Earth’s composition, climate, and biosphere have evolved through distillation, separation, and condensation of volatiles that regulate its radiative balance, both stabilizing and perturbing conditions over geologic time. Volatile carbon compounds erupt via seafloor spreading and are converted to carbonate sediments through orogeny, weathering, and deposition. Tiny imbalances in these fluxes have swung climate repeatedly from snowball to hothouse to icehouse and back again. Carbon cycle catastrophes have repeatedly punctuated paleoclimate with both sudden and slow-motion disturbances that reset biological evolution. During the Cenozoic, tectonic forces consumed CO2 and plunged Earth’s climate into a glacial epoch for the first time since Trilobites were dominant.

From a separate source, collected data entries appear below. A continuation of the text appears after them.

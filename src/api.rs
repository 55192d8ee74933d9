//! HTTP API for the chat widget

mod assets;
mod handlers;
mod types;

pub use handlers::create_router;
#[allow(unused_imports)] // Public API re-exports
pub use types::*;

use crate::runtime::SessionManager;
use std::sync::Arc;

/// Application state shared across handlers
#[derive(Clone)]
pub struct AppState {
    pub sessions: Arc<SessionManager>,
}

impl AppState {
    pub fn new(sessions: Arc<SessionManager>) -> Self {
        Self { sessions }
    }
}
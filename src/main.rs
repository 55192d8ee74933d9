//! Math Anxiety Helper - supportive chat for fraction problems
//!
//! A small web chat that asks how the student feels, walks through two
//! scripted questions, then hands the conversation to a hosted model.

mod api;
mod config;
mod llm;
mod relay;
mod runtime;
mod sentiment;
mod session;
mod state_machine;

use api::{create_router, AppState};
use config::AppConfig;
use llm::{LoggingGenerator, ReplicateService, TextGenerator};
use relay::ResponseRelay;
use runtime::SessionManager;
use std::net::SocketAddr;
use std::sync::Arc;
use tower_http::{
    compression::CompressionLayer,
    cors::{Any, CorsLayer},
    trace::TraceLayer,
};
use tracing_subscriber::{layer::SubscriberExt, util::SubscriberInitExt};

#[tokio::main]
async fn main() -> Result<(), Box<dyn std::error::Error>> {
    // Initialize logging
    tracing_subscriber::registry()
        .with(
            tracing_subscriber::EnvFilter::try_from_default_env()
                .unwrap_or_else(|_| "math_anxiety_helper=info,tower_http=debug".into()),
        )
        .with(
            tracing_subscriber::fmt::layer()
                .json()
                .with_current_span(false)
                .with_span_list(false),
        )
        .init();

    // Configuration, read once
    let config = AppConfig::from_env();

    if !config.llm.has_token() {
        tracing::warn!("REPLICATE_API_TOKEN is not set; model replies will fall back to an apology.");
    }

    // Initialize the model relay
    let service: Arc<dyn TextGenerator> = Arc::new(ReplicateService::new(&config.llm)?);
    let generator = Arc::new(LoggingGenerator::new(service));
    let relay = Arc::new(ResponseRelay::new(generator, config.llm.timeout));
    tracing::info!(
        model = %relay.model_id(),
        timeout_secs = config.llm.timeout.as_secs(),
        "Relay initialized"
    );

    // Sessions live in memory only
    let sessions = Arc::new(SessionManager::new(relay, config.session_idle_ttl));
    let _sweeper = sessions.spawn_sweeper(config.sweep_interval);

    let state = AppState::new(sessions);

    // Create router
    let cors = CorsLayer::new()
        .allow_origin(Any)
        .allow_methods(Any)
        .allow_headers(Any);

    let compression = CompressionLayer::new()
        .gzip(true)
        .br(true)
        .deflate(true)
        .zstd(true);

    let app = create_router(state)
        .layer(TraceLayer::new_for_http())
        .layer(cors)
        .layer(compression);

    // Start server
    let addr = SocketAddr::from(([0, 0, 0, 0], config.port));
    tracing::info!("Math Anxiety Helper listening on {}", addr);

    let listener = tokio::net::TcpListener::bind(addr).await?;
    axum::serve(listener, app).await?;

    Ok(())
}
//! Response relay: forwards the conversation to the text-generation model
//!
//! The whole call, prompt submission through the last streamed chunk, runs
//! under one timeout. Failures come back as [`RelayError`]; choosing what
//! the user sees instead is left to the caller.

use crate::llm::{collect_text, GenerationRequest, LlmError, TextGenerator};
use crate::session::Message;
use std::fmt::Write as _;
use std::sync::Arc;
use std::time::{Duration, Instant};
use thiserror::Error;

/// Persona and tone given to the model ahead of the transcript
pub const SYSTEM_PREAMBLE: &str = "You are a helpful, kind and supportive assistant specialized in solving fraction-related math problems. Be supportive and motivational and help students to Break down math problems into simple, clear steps that are easy to understand. Communicate in an empathetic, friendly, and conversational tone";

/// Why a relay call produced no reply
#[derive(Debug, Error)]
pub enum RelayError {
    #[error(transparent)]
    Llm(#[from] LlmError),
    #[error("no response within {}s", .0.as_secs_f64())]
    Timeout(Duration),
}

/// Render the prompt: preamble, prior messages, the new user turn, and an
/// open `Assistant:` cue for the model to continue.
pub fn build_prompt(transcript: &[Message], user_text: &str) -> String {
    let mut prompt = format!("{SYSTEM_PREAMBLE}\n\n");
    for message in transcript {
        prompt.push_str(&message.render());
        prompt.push('\n');
    }
    let _ = write!(prompt, "User: {user_text}\nAssistant:");
    prompt
}

pub struct ResponseRelay {
    generator: Arc<dyn TextGenerator>,
    timeout: Duration,
}

impl ResponseRelay {
    pub fn new(generator: Arc<dyn TextGenerator>, timeout: Duration) -> Self {
        Self { generator, timeout }
    }

    pub fn model_id(&self) -> &str {
        self.generator.model_id()
    }

    /// Generate the assistant's next message, trimmed of surrounding whitespace
    pub async fn generate(
        &self,
        transcript: &[Message],
        user_text: &str,
    ) -> Result<String, RelayError> {
        let request = GenerationRequest::new(build_prompt(transcript, user_text));

        let start = Instant::now();
        let call = async {
            let stream = self.generator.stream(&request).await?;
            collect_text(stream).await
        };

        let result = match tokio::time::timeout(self.timeout, call).await {
            Ok(Ok(text)) => Ok(text.trim().to_string()),
            Ok(Err(e)) => Err(RelayError::Llm(e)),
            Err(_) => Err(RelayError::Timeout(self.timeout)),
        };

        match &result {
            Ok(text) => tracing::info!(
                duration_ms = %start.elapsed().as_millis(),
                reply_chars = text.chars().count(),
                "Relay completed"
            ),
            Err(e) => tracing::warn!(
                duration_ms = %start.elapsed().as_millis(),
                error = %e,
                "Relay failed"
            ),
        }

        result
    }
}
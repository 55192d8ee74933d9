//! Property-based tests for the stage machine
//!
//! These tests verify key invariants hold across arbitrary conversations.

use super::*;
use crate::llm::testing::MockGenerator;
use crate::llm::LlmError;
use crate::session::{Message, Role, GREETING};
use proptest::prelude::*;
use std::sync::Arc;
use std::time::Duration;

// ============================================================================
// Test Helpers
// ============================================================================

#[derive(Debug, Clone)]
enum Step {
    Say(String),
    /// Say something while the model is failing
    SayWithFailure(String),
    Reset,
}

fn arb_text() -> impl Strategy<Value = String> {
    prop_oneof![
        "[a-zA-Z0-9/+ ?!']{0,40}",
        Just("I'm so nervous about this".to_string()),
        Just("I feel great".to_string()),
        Just("this is terrible".to_string()),
    ]
}

fn arb_step() -> impl Strategy<Value = Step> {
    prop_oneof![
        6 => arb_text().prop_map(Step::Say),
        2 => arb_text().prop_map(Step::SayWithFailure),
        1 => Just(Step::Reset),
    ]
}

fn runtime() -> tokio::runtime::Runtime {
    tokio::runtime::Builder::new_current_thread()
        .enable_time()
        .build()
        .unwrap()
}

// ============================================================================
// Properties
// ============================================================================

proptest! {
    #[test]
    fn stages_only_move_forward_and_transcript_grows_by_two(
        steps in proptest::collection::vec(arb_step(), 1..20)
    ) {
        let rt = runtime();
        let mock = Arc::new(MockGenerator::new("mock"));
        let relay = ResponseRelay::new(mock.clone(), Duration::from_secs(5));
        let mut session = Session::new("prop");

        for step in steps {
            let before_stage = session.stage();
            let before_len = session.transcript().len();

            match step {
                Step::Reset => {
                    session.reset();
                    prop_assert_eq!(session.stage(), Stage::Greeting);
                    prop_assert_eq!(session.transcript(), &[Message::assistant(GREETING)]);
                    continue;
                }
                Step::Say(text) => {
                    let outcome = rt.block_on(advance(&mut session, &relay, &text));
                    prop_assert!(outcome.notice.is_none());
                }
                Step::SayWithFailure(text) => {
                    // Scripted stages never reach the model
                    let reaches_model = before_stage == Stage::Solve;
                    if reaches_model {
                        mock.queue_error(LlmError::network("Connection failed"));
                    }
                    let outcome = rt.block_on(advance(&mut session, &relay, &text));
                    if reaches_model {
                        prop_assert_eq!(outcome.reply.as_str(), FALLBACK_REPLY);
                        prop_assert!(outcome.notice.is_some());
                    }
                }
            }

            prop_assert!(session.stage() >= before_stage);
            prop_assert_eq!(session.stage(), before_stage.next());
            prop_assert_eq!(session.transcript().len(), before_len + 2);

            let tail = &session.transcript()[before_len..];
            prop_assert_eq!(tail[0].role, Role::User);
            prop_assert_eq!(tail[1].role, Role::Assistant);
        }
    }

    #[test]
    fn transition_is_deterministic(stage_idx in 0usize..3, text in arb_text()) {
        let stage = [Stage::Greeting, Stage::Probe, Stage::Solve][stage_idx];
        prop_assert_eq!(transition(stage, &text), transition(stage, &text));
        prop_assert_eq!(transition(stage, &text).next, stage.next());
    }

    #[test]
    fn only_solve_delegates(stage_idx in 0usize..3, text in arb_text()) {
        let stage = [Stage::Greeting, Stage::Probe, Stage::Solve][stage_idx];
        let delegates = transition(stage, &text).action == Action::Delegate;
        prop_assert_eq!(delegates, stage == Stage::Solve);
    }
}
//! Per-user chat session: transcript plus conversation stage
//!
//! Sessions live only in memory. A new session and a reset session look
//! the same: one seeded assistant greeting, stage `Greeting`.

use crate::state_machine::Stage;
use chrono::{DateTime, Utc};
use serde::Serialize;

/// Seeded assistant message for new and reset sessions
pub const GREETING: &str =
    "Hello! I'm here to help you solve math problems, especially fractions. How are you feeling today?";

/// File name offered for transcript downloads
pub const EXPORT_FILE_NAME: &str = "math_chat_history.txt";

/// Message role
#[derive(Debug, Clone, Copy, PartialEq, Eq, Serialize)]
#[serde(rename_all = "snake_case")]
pub enum Role {
    User,
    Assistant,
}

impl Role {
    /// Capitalized label used in prompts and exports
    pub fn label(self) -> &'static str {
        match self {
            Role::User => "User",
            Role::Assistant => "Assistant",
        }
    }

    #[cfg(test)]
    fn from_label(label: &str) -> Option<Self> {
        match label {
            "User" => Some(Role::User),
            "Assistant" => Some(Role::Assistant),
            _ => None,
        }
    }
}

/// A single transcript entry
#[derive(Debug, Clone, PartialEq, Eq, Serialize)]
pub struct Message {
    pub role: Role,
    pub content: String,
}

impl Message {
    pub fn user(content: impl Into<String>) -> Self {
        Self {
            role: Role::User,
            content: content.into(),
        }
    }

    pub fn assistant(content: impl Into<String>) -> Self {
        Self {
            role: Role::Assistant,
            content: content.into(),
        }
    }

    /// `"<Role>: <content>"`
    pub fn render(&self) -> String {
        format!("{}: {}", self.role.label(), self.content)
    }
}

/// Chat state for one user
#[derive(Debug, Clone)]
pub struct Session {
    id: String,
    stage: Stage,
    transcript: Vec<Message>,
    created_at: DateTime<Utc>,
    last_active: DateTime<Utc>,
}

impl Session {
    pub fn new(id: impl Into<String>) -> Self {
        let now = Utc::now();
        Self {
            id: id.into(),
            stage: Stage::Greeting,
            transcript: vec![Message::assistant(GREETING)],
            created_at: now,
            last_active: now,
        }
    }

    pub fn id(&self) -> &str {
        &self.id
    }

    pub fn stage(&self) -> Stage {
        self.stage
    }

    pub fn transcript(&self) -> &[Message] {
        &self.transcript
    }

    pub fn created_at(&self) -> DateTime<Utc> {
        self.created_at
    }

    pub fn last_active(&self) -> DateTime<Utc> {
        self.last_active
    }

    /// Back to a single greeting and stage `Greeting`, whatever came before
    pub fn reset(&mut self) {
        self.stage = Stage::Greeting;
        self.transcript = vec![Message::assistant(GREETING)];
        self.touch();
    }

    /// Record a completed turn. Only the state machine calls this.
    pub(crate) fn record_turn(&mut self, user_text: &str, reply: &str, next: Stage) {
        self.transcript.push(Message::user(user_text));
        self.transcript.push(Message::assistant(reply));
        self.stage = next;
        self.touch();
    }

    pub fn touch(&mut self) {
        self.last_active = Utc::now();
    }

    /// Plain-text transcript, one `"<Role>: <content>"` entry per message
    pub fn export(&self) -> String {
        export_transcript(&self.transcript)
    }
}

pub fn export_transcript(messages: &[Message]) -> String {
    messages
        .iter()
        .map(Message::render)
        .collect::<Vec<_>>()
        .join("\n")
}

/// Inverse of [`export_transcript`].
///
/// A line that starts with a role label opens a new message; any other line
/// continues the previous message, so multi-line content survives. Lines
/// before the first labelled line are dropped.
#[cfg(test)]
pub fn parse_export(text: &str) -> Vec<Message> {
    let mut messages: Vec<Message> = Vec::new();

    for line in text.split('\n') {
        let labelled = line
            .split_once(": ")
            .and_then(|(label, content)| Role::from_label(label).map(|role| (role, content)));

        if let Some((role, content)) = labelled {
            messages.push(Message {
                role,
                content: content.to_string(),
            });
        } else if let Some(prev) = messages.last_mut() {
            prev.content.push('\n');
            prev.content.push_str(line);
        }
    }

    messages
}
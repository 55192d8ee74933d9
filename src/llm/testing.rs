//! Mock generator for testing
//!
//! Replays queued outputs without touching the network.

use super::{GenerationRequest, LlmError, TextGenerator, TextStream};
use async_trait::async_trait;
use std::collections::VecDeque;
use std::sync::Mutex;
use std::time::Duration;

enum Queued {
    Chunks(Vec<String>),
    /// Stream yields these chunks, then this error
    FailMidStream(Vec<String>, LlmError),
    Error(LlmError),
}

/// Mock generator that returns queued outputs in order.
///
/// With nothing queued it answers with a single "mock reply" chunk.
pub struct MockGenerator {
    queue: Mutex<VecDeque<Queued>>,
    delay: Mutex<Option<Duration>>,
    model_id: String,
    /// Record of all requests made
    pub requests: Mutex<Vec<GenerationRequest>>,
}

impl MockGenerator {
    pub fn new(model_id: impl Into<String>) -> Self {
        Self {
            queue: Mutex::new(VecDeque::new()),
            delay: Mutex::new(None),
            model_id: model_id.into(),
            requests: Mutex::new(Vec::new()),
        }
    }

    /// Queue a successful streamed output
    pub fn queue_chunks(&self, chunks: &[&str]) {
        self.queue.lock().unwrap().push_back(Queued::Chunks(
            chunks.iter().map(|c| (*c).to_string()).collect(),
        ));
    }

    /// Queue a failure when opening the stream
    pub fn queue_error(&self, error: LlmError) {
        self.queue.lock().unwrap().push_back(Queued::Error(error));
    }

    /// Queue a stream that breaks after some output
    pub fn queue_mid_stream_error(&self, chunks: &[&str], error: LlmError) {
        self.queue.lock().unwrap().push_back(Queued::FailMidStream(
            chunks.iter().map(|c| (*c).to_string()).collect(),
            error,
        ));
    }

    /// Delay every call before answering
    pub fn set_delay(&self, delay: Duration) {
        *self.delay.lock().unwrap() = Some(delay);
    }

    /// Get recorded requests
    pub fn recorded_requests(&self) -> Vec<GenerationRequest> {
        self.requests.lock().unwrap().clone()
    }
}

#[async_trait]
impl TextGenerator for MockGenerator {
    async fn stream(&self, request: &GenerationRequest) -> Result<TextStream, LlmError> {
        self.requests.lock().unwrap().push(request.clone());

        let delay = *self.delay.lock().unwrap();
        if let Some(delay) = delay {
            tokio::time::sleep(delay).await;
        }

        let next = self.queue.lock().unwrap().pop_front();
        let items: Vec<Result<String, LlmError>> = match next {
            None => vec![Ok("mock reply".to_string())],
            Some(Queued::Chunks(chunks)) => chunks.into_iter().map(Ok).collect(),
            Some(Queued::FailMidStream(chunks, error)) => chunks
                .into_iter()
                .map(Ok)
                .chain(std::iter::once(Err(error)))
                .collect(),
            Some(Queued::Error(error)) => return Err(error),
        };
        Ok(Box::pin(futures::stream::iter(items)))
    }

    fn model_id(&self) -> &str {
        &self.model_id
    }
}
//! Incremental server-sent events decoder
//!
//! Fed raw body chunks as they arrive; chunk boundaries may fall anywhere,
//! including inside a UTF-8 sequence.

/// One dispatched event
#[derive(Debug, Clone, PartialEq, Eq)]
pub struct SseEvent {
    pub event: String,
    pub data: String,
}

#[derive(Debug, Default)]
pub struct SseDecoder {
    buffer: Vec<u8>,
    event: Option<String>,
    data: Vec<String>,
}

impl SseDecoder {
    pub fn new() -> Self {
        Self::default()
    }

    /// Consume a chunk and return every event it completed
    pub fn feed(&mut self, chunk: &[u8]) -> Vec<SseEvent> {
        self.buffer.extend_from_slice(chunk);

        let mut events = Vec::new();
        while let Some(pos) = self.buffer.iter().position(|b| *b == b'\n') {
            let raw: Vec<u8> = self.buffer.drain(..=pos).collect();
            let line = String::from_utf8_lossy(&raw);
            let line = line.trim_end_matches(['\n', '\r']);
            if let Some(event) = self.process_line(line) {
                events.push(event);
            }
        }
        events
    }

    /// Flush whatever is buffered once the body ends
    pub fn finish(&mut self) -> Option<SseEvent> {
        if !self.buffer.is_empty() {
            let raw = std::mem::take(&mut self.buffer);
            let line = String::from_utf8_lossy(&raw).into_owned();
            if let Some(event) = self.process_line(line.trim_end_matches('\r')) {
                return Some(event);
            }
        }
        self.dispatch()
    }

    fn process_line(&mut self, line: &str) -> Option<SseEvent> {
        if line.is_empty() {
            return self.dispatch();
        }
        if line.starts_with(':') {
            return None;
        }

        let (field, value) = match line.split_once(':') {
            Some((field, value)) => (field, value.strip_prefix(' ').unwrap_or(value)),
            None => (line, ""),
        };

        match field {
            "event" => self.event = Some(value.to_string()),
            "data" => self.data.push(value.to_string()),
            // id and retry carry nothing we act on
            _ => {}
        }
        None
    }

    fn dispatch(&mut self) -> Option<SseEvent> {
        let event = self.event.take();
        if self.data.is_empty() {
            return None;
        }
        let data = std::mem::take(&mut self.data).join("\n");
        Some(SseEvent {
            event: event.unwrap_or_else(|| "message".to_string()),
            data,
        })
    }
}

The sudden explosive release of fossil CO2 has reversed 50 million years of cooling, threatening a 6th mass extinction and interrupting 5 centuries of economic development. The contemporary carbon cycle is wildly out of balance, with fluxes among Earth’s crust, atmosphere, biosphere, and oceans hundreds of times what they’ve been in the geologic past.
Every 1000 Gt of carbon transferred from the rock reservoir to the labile reservoirs in the air and sea raises Earth's temperature by about 0.5 Kelvin. When emissions stop, warming will stop but only negative emissions can reverse the warming and carbon dioxide removal is likely to be only 50% effective on century timescales.
After fossil mining ceases, anthropogenic CO2 will come into chemical equilibrium with the deep ocean over several millennia. Depending on the size of the fossil pulse, this may dramatically change marine chemistry and biology. If the pulse is large enough, a return to the Cenozoic trend may take half a million years as mountains dissolve and carbonate sediments accumulate.
In the distant future, the coevolution of Earth’s carbon, climate, and biota will return to the slow pace dictated by mantle convection.